Marifet iltifata tabidir şüphesiz. O da bunca işi yaptıktan sonra elbette bilim çevrelerinden hak ettiği iltifatı görmüştür. İşte bu çerçevede değerli hemşehrimiz Prof. Dr. Ahmet Ayar, bilime evrensel düzeyde sağladığı katkılardan dolayı Popüler Bilim Dergisi’nin Sağlık Bilimleri dalındaki Teşvik Ödülü’nü kazanmıştır. O, yeni açılan üniversitelerden biri olan Nevşehir Üniversitesi Rektörlüğü’ne de aday olmuş; fakat kazanamamıştır. Ben inanıyorum ki idareciliği de seven ve bu işi de iyi bilen Ahmet Ayar, gelecekte Türkiye’nin güzide üniversitelerinden birine rektör olacaktır. Buna inanıyor ve bunu ondan bekliyoruz.

Türkiye’de birçok ‘Ahmet Ayar’ vardır. Akademisyen olarak da var, başka alanlarda da var. İsim benzerliklerinden daha doğal ne olabilir ki… Fakat bizim ‘Ahmet Ayar’ımız onlarla adaş olsa da onlardan çok farklı olduğunu gösteriyor. O, yaptığı çalışmalarla kişisel biyografi zincirine yeni başarı halkaları ekliyor. Bizler de Köprübaşılı hemşehrileri olarak onu destekliyoruz. Zira bir köşede kaderine mahkûm edilmiş Köprübaşı’nın böyle değerlere çok ihtiyacı vardır. Köprübaşı bir zamanlar Recep Yazıcıoğlu ve Adnan Kahvecilerle adından söz ettirdiyse, bundan sonra da Ahmet Ayar gibi bilim insanlarıyla gündeme gelecektir. Ben buna yürekten inanıyorum. Bu topraklardan çıkıp da bir yerlere gelen herkesi kalemimle ve yüreğimle destekliyorum. Bütün Köprübaşılıların da benim gibi düşündüğüne inanıyorum.

Köprübaşı’nın bilim camiasındaki etkin temsilcilerinden biri olan Prof. Dr.

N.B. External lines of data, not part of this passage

#![allow(dead_code)]

use progen_tools::artifact::{ArtifactEntry, Provenance, UploadKind, UploadedArtifact};
use progen_tools::config::Config;
use progen_tools::genotype::GenotypeStore;
use progen_tools::map_registry::MapRegistry;
use progen_tools::status::StatusRegistry;
use progen_tools::validation::ValidationEngine;
use std::sync::Arc;

pub fn engine() -> Arc<ValidationEngine> {
    let config = Config::default();
    let engine = ValidationEngine::from_config(
        &config,
        Arc::new(StatusRegistry::builtin().expect("builtin catalog")),
        Arc::new(MapRegistry::new()),
        Arc::new(GenotypeStore::new()),
    )
    .expect("engine from default config");
    Arc::new(engine)
}

pub fn snp_names(n: usize) -> Vec<String> {
    (1..=n).map(|i| format!("rs{:05}", i)).collect()
}

pub fn map_upload(id: &str, snps: &[String], provenance: Provenance) -> UploadedArtifact {
    let mut text = String::from("Index\tName\tChromosome\tPosition\n");
    for (idx, snp) in snps.iter().enumerate() {
        text.push_str(&format!("{}\t{}\t{}\t{}\n", idx + 1, snp, idx % 29 + 1, 10_000 + idx * 7));
    }
    UploadedArtifact::new(id, UploadKind::Map, format!("MAP_{}.txt", id))
        .with_entry(ArtifactEntry::new(format!("{}.txt", id), text))
        .with_provenance(provenance)
}

/// A tab-separated final report; `call(sample, snp)` gives the two-letter call.
pub fn report_upload(
    id: &str,
    chip: &str,
    samples: &[&str],
    snps: &[String],
    call: impl Fn(usize, usize) -> &'static str,
) -> UploadedArtifact {
    let mut text = format!(
        "[Header]\nGSGT Version\t2.0.4\nProcessing Date\t3/14/2025 9:12 AM\nContent\t\t{}\nNum SNPs\t{}\nNum Samples\t{}\n[Data]\nSNP Name\tSample ID\tAllele1 - AB\tAllele2 - AB\tGC Score\n",
        chip,
        snps.len(),
        samples.len()
    );
    for (s_idx, sample) in samples.iter().enumerate() {
        for (n_idx, snp) in snps.iter().enumerate() {
            let (a1, a2) = call(s_idx, n_idx).split_at(1);
            text.push_str(&format!("{}\t{}\t{}\t{}\t0.8731\n", snp, sample, a1, a2));
        }
    }
    UploadedArtifact::new(id, UploadKind::Genotype, format!("GEN_{}.txt", id))
        .with_entry(ArtifactEntry::new(format!("{}.txt", id), text))
}
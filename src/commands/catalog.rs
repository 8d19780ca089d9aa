use crate::config::Config;
use anyhow::Result;

pub fn run(config: &Config, json: bool) -> Result<()> {
    let registry = config.status_registry()?;
    let codes = registry.codes();
    if json {
        println!("{}", serde_json::to_string_pretty(&codes)?);
        return Ok(());
    }

    println!("{:<6} {:<9} {:>6} {:>10}  message", "code", "category", "bit_ok", "processed");
    for code in codes {
        println!(
            "{:<6} {:<9} {:>6} {:>10}  {}",
            code.code,
            code.category,
            code.bit_ok(),
            code.bit_elaborato(),
            code.message
        );
    }
    Ok(())
}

Ahmet Ayar, bu genç yaşına rağmen nice başarılı ilmî çalışmalara imza attı. O şimdi uzun ve yorucu bir gurbet hayatından sonra KTÜ Tıp Fakültesi’ne Fizyoloji ABD Başkanı olarak atandı.

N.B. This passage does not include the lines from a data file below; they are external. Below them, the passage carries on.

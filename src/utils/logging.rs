//! `tracing` subscriber setup for the command-line tool.
//!
//! - `error`: uploads that could not be processed at all
//! - `warn`: rejected uploads and diagnostics
//! - `info`: batch and stage progress
//! - `debug`: per-check detail (delimiter choice, map resolution)

use anyhow::{anyhow, Result};
use std::fs::OpenOptions;
use std::io;
use std::path::PathBuf;
use std::sync::Mutex;
use tracing::Level;
use tracing_subscriber::{fmt, layer::SubscriberExt, util::SubscriberInitExt, EnvFilter};

#[derive(Debug, Clone)]
pub struct LogConfig {
    pub level: Level,
    pub with_target: bool,
    /// Append logs here instead of stderr.
    pub log_file: Option<PathBuf>,
}

impl Default for LogConfig {
    fn default() -> Self {
        Self {
            level: Level::WARN,
            with_target: false,
            log_file: None,
        }
    }
}

impl LogConfig {
    /// Quiet by default so progress bars stay readable; each `-v` adds a level.
    pub fn from_verbosity(verbosity: u8) -> Self {
        let level = match verbosity {
            0 => Level::WARN,
            1 => Level::INFO,
            2 => Level::DEBUG,
            _ => Level::TRACE,
        };
        Self {
            level,
            with_target: verbosity >= 2,
            ..Default::default()
        }
    }

    pub fn with_log_file(mut self, path: Option<PathBuf>) -> Self {
        self.log_file = path;
        self
    }
}

/// `RUST_LOG` wins when set; otherwise only this crate logs, at `level`.
fn build_env_filter(level: Level) -> EnvFilter {
    EnvFilter::try_from_default_env()
        .unwrap_or_else(|_| EnvFilter::new(format!("progen_tools={}", level.as_str().to_lowercase())))
}

pub fn init_logging(config: &LogConfig) -> Result<()> {
    let filter = build_env_filter(config.level);
    let result = match &config.log_file {
        Some(path) => {
            let file = OpenOptions::new().create(true).append(true).open(path)?;
            tracing_subscriber::registry()
                .with(filter)
                .with(
                    fmt::layer()
                        .with_writer(Mutex::new(file))
                        .with_ansi(false)
                        .with_target(config.with_target),
                )
                .try_init()
        }
        None => tracing_subscriber::registry()
            .with(filter)
            .with(
                fmt::layer()
                    .with_writer(io::stderr)
                    .with_target(config.with_target)
                    .without_time(),
            )
            .try_init(),
    };
    result.map_err(|e| anyhow!("failed to initialise logging: {}", e))
}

Köprübaşı’nın son dönemdeki gururu olan Ahmet Ayar, son derece mütevazı bir insandır; büyük bir vakar ve ahlak sahibidir. Küçükle küçük, büyükle büyük olmasını bilen, hoşgörülü bir kişidir; Köprübaşı’nın gelenekleriyle beslenen, çıktığı yöreyi unutmayan inançlı bir kimsedir. Onu asıl üstün kılan da sanırım bu meziyetleridir. Zira önemli olan bilim adamı olmak değil, cemiyet adamı olmaktır. Ben bütün üstün özellikleri üzerinde taşıyan genç Prof. Dr. Ahmet Ayar’la bir Köprübaşılı olarak gurur duyuyorum. O bizim yüz akımızdır.